//! Durable on-disk queue for async-accepted ingestion requests.
//!
//! Entries live under `<data_dir>/queue/`, one JSON file each, named by
//! arrival time so drains process oldest first. Enqueue is an
//! exclusive-create plus fsync, so an accepted request survives a crash;
//! entries are deleted only after the pipeline has processed them.

use std::fs::{self, OpenOptions};
use std::io::{self, ErrorKind, Write};
use std::path::{Path, PathBuf};
use std::time::Duration;

use chrono::{DateTime, Utc};
use serde::{Deserialize, Serialize};
use tracing::warn;
use uuid::Uuid;

/// A spooled ingestion request.
///
/// The body is kept verbatim so the signature still verifies at drain time.
#[derive(Debug, Clone, PartialEq, Serialize, Deserialize)]
pub struct QueuedRequest {
    pub id: String,
    pub received_at: DateTime<Utc>,
    pub body: String,
    #[serde(default)]
    pub shop_domain: Option<String>,
    #[serde(default)]
    pub origin: Option<String>,
    #[serde(default)]
    pub referer: Option<String>,
    #[serde(default)]
    pub signature: Option<String>,
}

/// One claimed entry: the request plus the file backing it.
#[derive(Debug)]
pub struct QueueEntry {
    pub request: QueuedRequest,
    path: PathBuf,
}

impl QueueEntry {
    /// Removes the entry after successful processing.
    pub fn remove(self) -> io::Result<()> {
        fs::remove_file(&self.path)
    }
}

/// The on-disk ingest queue.
#[derive(Debug, Clone)]
pub struct IngestQueue {
    dir: PathBuf,
}

impl IngestQueue {
    /// Creates a queue rooted at `<data_dir>/queue`.
    pub fn new(data_dir: impl Into<PathBuf>) -> Self {
        Self {
            dir: data_dir.into().join("queue"),
        }
    }

    /// Durably spools one request.
    pub fn enqueue(&self, request: &QueuedRequest) -> io::Result<()> {
        fs::create_dir_all(&self.dir)?;

        let name = format!("{}-{}.json", request.received_at.timestamp_millis(), request.id);
        let path = self.dir.join(name);
        let mut file = OpenOptions::new().write(true).create_new(true).open(&path)?;
        file.write_all(
            &serde_json::to_vec(request)
                .map_err(|err| io::Error::new(ErrorKind::InvalidData, err))?,
        )?;
        file.sync_all()?;

        let dir = OpenOptions::new().read(true).open(&self.dir)?;
        dir.sync_all()
    }

    /// Returns up to `limit` entries, oldest first.
    ///
    /// Unparseable entries are logged and skipped, never fatal for a drain.
    pub fn claim(&self, limit: usize) -> io::Result<Vec<QueueEntry>> {
        let mut paths = match self.sorted_paths() {
            Ok(paths) => paths,
            Err(err) if err.kind() == ErrorKind::NotFound => return Ok(Vec::new()),
            Err(err) => return Err(err),
        };
        paths.truncate(limit);

        let mut entries = Vec::with_capacity(paths.len());
        for path in paths {
            let bytes = match fs::read(&path) {
                Ok(bytes) => bytes,
                // Claimed by a concurrent drain; the lock normally prevents
                // this, but a removed file is not worth failing over.
                Err(err) if err.kind() == ErrorKind::NotFound => continue,
                Err(err) => return Err(err),
            };
            match serde_json::from_slice(&bytes) {
                Ok(request) => entries.push(QueueEntry { request, path }),
                Err(err) => {
                    warn!(path = %path.display(), error = %err, "skipping unreadable queue entry");
                }
            }
        }
        Ok(entries)
    }

    /// Deletes entries older than `max_age`. Returns how many were removed.
    pub fn purge_stale(&self, max_age: Duration) -> io::Result<usize> {
        let paths = match self.sorted_paths() {
            Ok(paths) => paths,
            Err(err) if err.kind() == ErrorKind::NotFound => return Ok(0),
            Err(err) => return Err(err),
        };

        let cutoff = Utc::now().timestamp_millis() - max_age.as_millis() as i64;
        let mut purged = 0;
        for path in paths {
            if entry_timestamp(&path).is_some_and(|ts| ts < cutoff) {
                fs::remove_file(&path)?;
                purged += 1;
            }
        }
        Ok(purged)
    }

    /// Number of entries currently queued.
    pub fn len(&self) -> io::Result<usize> {
        match self.sorted_paths() {
            Ok(paths) => Ok(paths.len()),
            Err(err) if err.kind() == ErrorKind::NotFound => Ok(0),
            Err(err) => Err(err),
        }
    }

    pub fn is_empty(&self) -> io::Result<bool> {
        Ok(self.len()? == 0)
    }

    fn sorted_paths(&self) -> io::Result<Vec<PathBuf>> {
        let mut paths: Vec<PathBuf> = fs::read_dir(&self.dir)?
            .filter_map(|entry| entry.ok())
            .map(|entry| entry.path())
            .filter(|path| path.extension().is_some_and(|ext| ext == "json"))
            .collect();
        paths.sort();
        Ok(paths)
    }
}

/// Parses the arrival timestamp out of an entry file name.
fn entry_timestamp(path: &Path) -> Option<i64> {
    path.file_name()?
        .to_str()?
        .split('-')
        .next()?
        .parse()
        .ok()
}

/// Builds a fresh queued request from raw ingestion parts.
pub fn queued_request(
    body: String,
    shop_domain: Option<String>,
    origin: Option<String>,
    referer: Option<String>,
    signature: Option<String>,
) -> QueuedRequest {
    QueuedRequest {
        id: Uuid::new_v4().to_string(),
        received_at: Utc::now(),
        body,
        shop_domain,
        origin,
        referer,
        signature,
    }
}
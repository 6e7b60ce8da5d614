//! Pinterest conversions adapter.
//!
//! Events post to `/v5/ad_accounts/<account>/events` with a bearer token.
//! Unlike the float-valued platforms, money goes out in minor currency units
//! (cents) per the API's integer-value convention. The test environment
//! appends `?test=true`, which validates without recording conversions.

use serde_json::json;

use super::{AdapterInput, PreparedRequest, PrepareError, require};
use crate::shop::Environment;
use crate::types::EventType;

fn event_name(event_type: EventType) -> &'static str {
    match event_type {
        EventType::Purchase => "checkout",
        EventType::BeginCheckout => "custom",
        EventType::AddToCart => "add_to_cart",
        EventType::PageView => "page_visit",
    }
}

/// Converts a major-unit value to integer minor units.
fn minor_units(value: f64) -> i64 {
    (value * 100.0).round() as i64
}

pub(super) fn prepare(input: &AdapterInput<'_>) -> Result<PreparedRequest, PrepareError> {
    let credentials = &input.settings.environment.credentials;
    let account_id = require(&credentials.pixel_id, "pixel_id")?;
    let access_token = require(&credentials.access_token, "access_token")?;

    let contents: Vec<serde_json::Value> = input
        .event
        .items
        .iter()
        .map(|item| {
            json!({
                "id": item.product_id,
                "quantity": item.quantity,
                "item_price": format!("{:.2}", item.price),
            })
        })
        .collect();

    let body = json!({
        "data": [{
            "event_name": event_name(input.event.event_type),
            "action_source": "web",
            "event_time": input.event.timestamp.timestamp(),
            "event_id": input.wire_event_id,
            "custom_data": {
                "value": minor_units(input.event.total_value()),
                "currency": input.event.currency,
                "order_id": input.order_key.as_str(),
                "contents": contents,
            },
        }],
    });

    let mut endpoint = format!("{}/v5/ad_accounts/{account_id}/events", input.base);
    if input.settings.environment.environment == Environment::Test {
        endpoint.push_str("?test=true");
    }

    Ok(PreparedRequest {
        endpoint,
        headers: vec![("Authorization", format!("Bearer {access_token}"))],
        body,
    })
}
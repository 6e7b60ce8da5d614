//! Origin/referer pre-check for ingestion requests.
//!
//! Browser-originated events must come from the shop's own domain, one of
//! its storefront domains, or the commerce platform's hosted checkout
//! domains. This is a cheap pre-filter, not authentication: HMAC-verified
//! requests may be exempted from strict origin rejection in lenient
//! deployments, and server-originated webhooks carry no Origin at all.

use url::Url;

use crate::shop::ShopRecord;

/// Hosted-checkout domain suffixes accepted for any shop.
const HOSTED_DOMAIN_SUFFIXES: &[&str] = &["myshopify.com", "shopify.com", "shop.app"];

/// Result of the origin pre-check.
#[derive(Debug, Clone, PartialEq, Eq)]
pub enum OriginVerdict {
    /// Origin matches the shop or a hosted domain.
    Allowed,
    /// No Origin or Referer header (typical for server-to-server calls).
    Absent,
    /// Origin present but matches nothing configured for the shop.
    Mismatch(String),
}

impl OriginVerdict {
    pub fn is_allowed(&self) -> bool {
        matches!(self, OriginVerdict::Allowed | OriginVerdict::Absent)
    }
}

/// Checks the Origin header (falling back to Referer) against the shop.
pub fn check_origin(
    origin: Option<&str>,
    referer: Option<&str>,
    shop: &ShopRecord,
) -> OriginVerdict {
    let Some(raw) = origin.or(referer) else {
        return OriginVerdict::Absent;
    };

    match extract_host(raw) {
        Some(host) if host_allowed(&host, shop) => OriginVerdict::Allowed,
        Some(host) => OriginVerdict::Mismatch(host),
        // An unparseable Origin is treated like a mismatching one.
        None => OriginVerdict::Mismatch(raw.to_string()),
    }
}

fn host_allowed(host: &str, shop: &ShopRecord) -> bool {
    if host.eq_ignore_ascii_case(&shop.domain) {
        return true;
    }
    if shop
        .storefront_domains
        .iter()
        .any(|d| host.eq_ignore_ascii_case(d))
    {
        return true;
    }
    HOSTED_DOMAIN_SUFFIXES.iter().any(|suffix| {
        host.eq_ignore_ascii_case(suffix)
            || host
                .to_ascii_lowercase()
                .ends_with(&format!(".{suffix}"))
    })
}

/// Extracts the host from an Origin/Referer value.
///
/// Accepts both full URLs ("https://shop.example/cart") and bare origins
/// ("https://shop.example").
fn extract_host(value: &str) -> Option<String> {
    Url::parse(value)
        .ok()
        .and_then(|url| url.host_str().map(str::to_string))
}
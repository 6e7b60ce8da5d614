//! Consent filtering: reduces a shop's configured platform set to the
//! destinations the event's consent signals permit.
//!
//! Consent is opt-in throughout: an absent flag is never treated as
//! permission. Sale-of-data is a hard gate on top of the marketing/analytics
//! rule, so a platform that requires it is excluded unless the flag is
//! explicitly true.

use serde::Serialize;

use crate::shop::PlatformSettings;
use crate::types::{ConsentFlags, Platform};

/// Why a platform was skipped for an event.
#[derive(Debug, Clone, Copy, PartialEq, Eq, Serialize)]
#[serde(rename_all = "snake_case")]
pub enum SkipReason {
    /// Server-side delivery is disabled for this platform.
    ServerSideDisabled,
    /// The platform is marketing-gated and marketing consent was not given.
    NoMarketingConsent,
    /// The platform accepts analytics traffic but analytics consent was not
    /// given (and marketing consent was not given either).
    NoAnalyticsConsent,
    /// The platform requires sale-of-data consent and it was not explicitly
    /// granted.
    SaleOfDataDenied,
}

/// One filtering decision.
#[derive(Debug, Clone, Copy, PartialEq, Eq, Serialize)]
pub struct SkippedPlatform {
    pub platform: Platform,
    pub reason: SkipReason,
}

/// The outcome of filtering one event against a shop's platform config.
#[derive(Debug, Clone, Default, PartialEq, Eq)]
pub struct ConsentDecision {
    pub included: Vec<Platform>,
    pub skipped: Vec<SkippedPlatform>,
}

impl ConsentDecision {
    /// Counts for structured logging: (configured, included, skipped).
    pub fn metrics(&self) -> (usize, usize, usize) {
        let included = self.included.len();
        let skipped = self.skipped.len();
        (included + skipped, included, skipped)
    }
}

/// Filters the configured platforms for one event.
///
/// `platforms` is the shop's configured set in a stable order; the decision
/// preserves that order so logs and attempts are deterministic.
pub fn filter_platforms(
    consent: &ConsentFlags,
    platforms: &[(Platform, PlatformSettings)],
) -> ConsentDecision {
    let mut decision = ConsentDecision::default();

    for (platform, settings) in platforms {
        match evaluate(consent, settings) {
            None => decision.included.push(*platform),
            Some(reason) => decision.skipped.push(SkippedPlatform {
                platform: *platform,
                reason,
            }),
        }
    }

    decision
}

/// Evaluates one platform; `None` means include.
fn evaluate(consent: &ConsentFlags, settings: &PlatformSettings) -> Option<SkipReason> {
    if !settings.server_side_enabled {
        return Some(SkipReason::ServerSideDisabled);
    }

    // Sale-of-data is checked first: it is a hard exclusion that marketing
    // consent cannot override.
    if settings.requires_sale_of_data && consent.sale_of_data != Some(true) {
        return Some(SkipReason::SaleOfDataDenied);
    }

    let marketing = consent.marketing == Some(true);
    let analytics = consent.analytics == Some(true);

    if marketing {
        return None;
    }
    if settings.treat_as_marketing {
        return Some(SkipReason::NoMarketingConsent);
    }
    if analytics {
        return None;
    }
    Some(SkipReason::NoAnalyticsConsent)
}
//! Ingestion: payload parsing and the end-to-end pipeline.

pub mod normalize;
pub mod pipeline;

pub use normalize::{MAX_BATCH_LEN, MAX_BODY_BYTES, ParseError, ValidationError};
pub use pipeline::{EventOutcome, IngestRequest, Pipeline, Rejection};
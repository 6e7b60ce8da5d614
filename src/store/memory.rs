//! In-memory shared store for single-instance deployments and tests.
//!
//! Implements the same atomicity contract as the Redis store by holding one
//! mutex across each whole check-then-act operation. TTLs are enforced
//! lazily: expired entries are treated as absent and dropped on access.

use std::collections::HashMap;
use std::time::{Duration, Instant};

use async_trait::async_trait;
use tokio::sync::Mutex;

use super::{Result, SharedStore};

#[derive(Debug)]
struct Entry {
    value: String,
    /// `None` means no expiry.
    expires_at: Option<Instant>,
    /// Counter value for `incr_with_ttl` keys.
    counter: u64,
}

impl Entry {
    fn is_expired(&self, now: Instant) -> bool {
        self.expires_at.is_some_and(|at| at <= now)
    }
}

/// An in-process [`SharedStore`].
///
/// Only suitable when exactly one instance of the service runs: the replay
/// guard and lock are process-local.
#[derive(Debug, Default)]
pub struct MemoryStore {
    entries: Mutex<HashMap<String, Entry>>,
}

impl MemoryStore {
    pub fn new() -> Self {
        Self::default()
    }

    /// Drops expired entries and returns a live entry reference check result.
    fn purge_expired(entries: &mut HashMap<String, Entry>, key: &str, now: Instant) {
        if entries.get(key).is_some_and(|e| e.is_expired(now)) {
            entries.remove(key);
        }
    }
}

#[async_trait]
impl SharedStore for MemoryStore {
    async fn set_if_absent(&self, key: &str, value: &str, ttl: Duration) -> Result<bool> {
        let now = Instant::now();
        let mut entries = self.entries.lock().await;
        Self::purge_expired(&mut entries, key, now);

        if entries.contains_key(key) {
            return Ok(false);
        }
        entries.insert(
            key.to_string(),
            Entry {
                value: value.to_string(),
                expires_at: Some(now + ttl),
                counter: 0,
            },
        );
        Ok(true)
    }

    async fn get(&self, key: &str) -> Result<Option<String>> {
        let now = Instant::now();
        let mut entries = self.entries.lock().await;
        Self::purge_expired(&mut entries, key, now);
        Ok(entries.get(key).map(|e| e.value.clone()))
    }

    async fn compare_and_delete(&self, key: &str, expected: &str) -> Result<bool> {
        let now = Instant::now();
        let mut entries = self.entries.lock().await;
        Self::purge_expired(&mut entries, key, now);

        if entries.get(key).is_some_and(|e| e.value == expected) {
            entries.remove(key);
            Ok(true)
        } else {
            Ok(false)
        }
    }

    async fn compare_and_expire(&self, key: &str, expected: &str, ttl: Duration) -> Result<bool> {
        let now = Instant::now();
        let mut entries = self.entries.lock().await;
        Self::purge_expired(&mut entries, key, now);

        match entries.get_mut(key) {
            Some(entry) if entry.value == expected => {
                entry.expires_at = Some(now + ttl);
                Ok(true)
            }
            _ => Ok(false),
        }
    }

    async fn remaining_ttl(&self, key: &str) -> Result<Option<Duration>> {
        let now = Instant::now();
        let mut entries = self.entries.lock().await;
        Self::purge_expired(&mut entries, key, now);

        Ok(entries
            .get(key)
            .and_then(|e| e.expires_at)
            .map(|at| at.saturating_duration_since(now)))
    }

    async fn incr_with_ttl(&self, key: &str, ttl: Duration) -> Result<u64> {
        let now = Instant::now();
        let mut entries = self.entries.lock().await;
        Self::purge_expired(&mut entries, key, now);

        let entry = entries.entry(key.to_string()).or_insert_with(|| Entry {
            value: String::new(),
            expires_at: Some(now + ttl),
            counter: 0,
        });
        entry.counter += 1;
        Ok(entry.counter)
    }
}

Exercise: Retype the listing above, word for word, from its first line to the line containing "survives a crash;", both ends included.

Answer below:
//! Durable on-disk queue for async-accepted ingestion requests.
//!
//! Entries live under `<data_dir>/queue/`, one JSON file each, named by
//! arrival time so drains process oldest first. Enqueue is an
//! exclusive-create plus fsync, so an accepted request survives a crash;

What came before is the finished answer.